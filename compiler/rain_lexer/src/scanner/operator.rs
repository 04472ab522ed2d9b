//! Operator scanning.
//!
//! Each leading byte maps to a base kind plus two switches: whether a
//! doubled byte forms a repeated kind (`<<`, `&&`) and whether a trailing
//! `=` forms the assignment variant (`<=`, `+=`). After `<<` or `>>` the
//! `=` check runs again against the byte past the pair.

use rain_ir::{KindFlags, TokenKind};

use super::Scanner;

#[derive(Copy, Clone)]
struct OperatorEntry {
    base: TokenKind,
    doubles: bool,
    assigns: bool,
}

const fn entry(base: TokenKind, doubles: bool, assigns: bool) -> Option<OperatorEntry> {
    Some(OperatorEntry {
        base,
        doubles,
        assigns,
    })
}

fn lookup(byte: u8) -> Option<OperatorEntry> {
    match byte {
        b'=' => entry(TokenKind::SIGN_ASSIGN, true, false),
        b'<' => entry(TokenKind::SIGN_LT, true, true),
        b'>' => entry(TokenKind::SIGN_GT, true, true),
        b'+' => entry(TokenKind::SIGN_ADD, true, true),
        b'-' => entry(TokenKind::SIGN_SUB, true, true),
        b'*' => entry(TokenKind::SIGN_MUL, true, true),
        b'/' => entry(TokenKind::SIGN_DIV, true, true),
        b'%' => entry(TokenKind::SIGN_MOD, true, true),
        b'&' => entry(TokenKind::SIGN_AND, true, true),
        b'|' => entry(TokenKind::SIGN_OR, true, true),
        b'^' => entry(TokenKind::SIGN_XOR, false, true),
        b'!' => entry(TokenKind::SIGN_NOT, false, true),
        b':' => entry(TokenKind::SIGN_COLON, true, false),
        b'~' => entry(TokenKind::SIGN_TILDE, false, false),
        b'?' => entry(TokenKind::SIGN_QUESTION, false, false),
        b'.' => entry(TokenKind::SIGN_DOT, false, false),
        b',' => entry(TokenKind::SIGN_COMMA, false, false),
        b';' => entry(TokenKind::SIGN_SEMICOLON, false, false),
        b'(' => entry(TokenKind::SIGN_LPAREN, false, false),
        b')' => entry(TokenKind::SIGN_RPAREN, false, false),
        b'[' => entry(TokenKind::SIGN_LBRACKET, false, false),
        b']' => entry(TokenKind::SIGN_RBRACKET, false, false),
        b'{' => entry(TokenKind::SIGN_LBRACE, false, false),
        b'}' => entry(TokenKind::SIGN_RBRACE, false, false),
        _ => None,
    }
}

impl Scanner<'_> {
    /// Scan an operator, or return `None` without moving if the current
    /// byte does not start one.
    pub(super) fn operator(&mut self) -> Option<TokenKind> {
        let first = self.cursor.current();

        // `->` wins over the doubling rule.
        if first == b'-' && self.cursor.peek(1) == b'>' {
            self.cursor.advance(2);
            return Some(TokenKind::SIGN_ARROW);
        }

        let OperatorEntry {
            base,
            doubles,
            mut assigns,
        } = lookup(first)?;

        let mut kind = base;
        let mut len = 1;
        let mut next = self.cursor.peek(1);

        if doubles && next == first {
            kind = kind.with(KindFlags::REPEAT);
            assigns = matches!(first, b'<' | b'>');
            len = 2;
            next = self.cursor.peek(2);
        }

        if assigns && next == b'=' {
            kind = kind.with(KindFlags::VARIANT);
            len += 1;
        }

        self.cursor.advance(len);
        Some(kind)
    }
}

### Task
Count the lines above that include the word "Option". Reply with that number alone.

### Finished exercise
3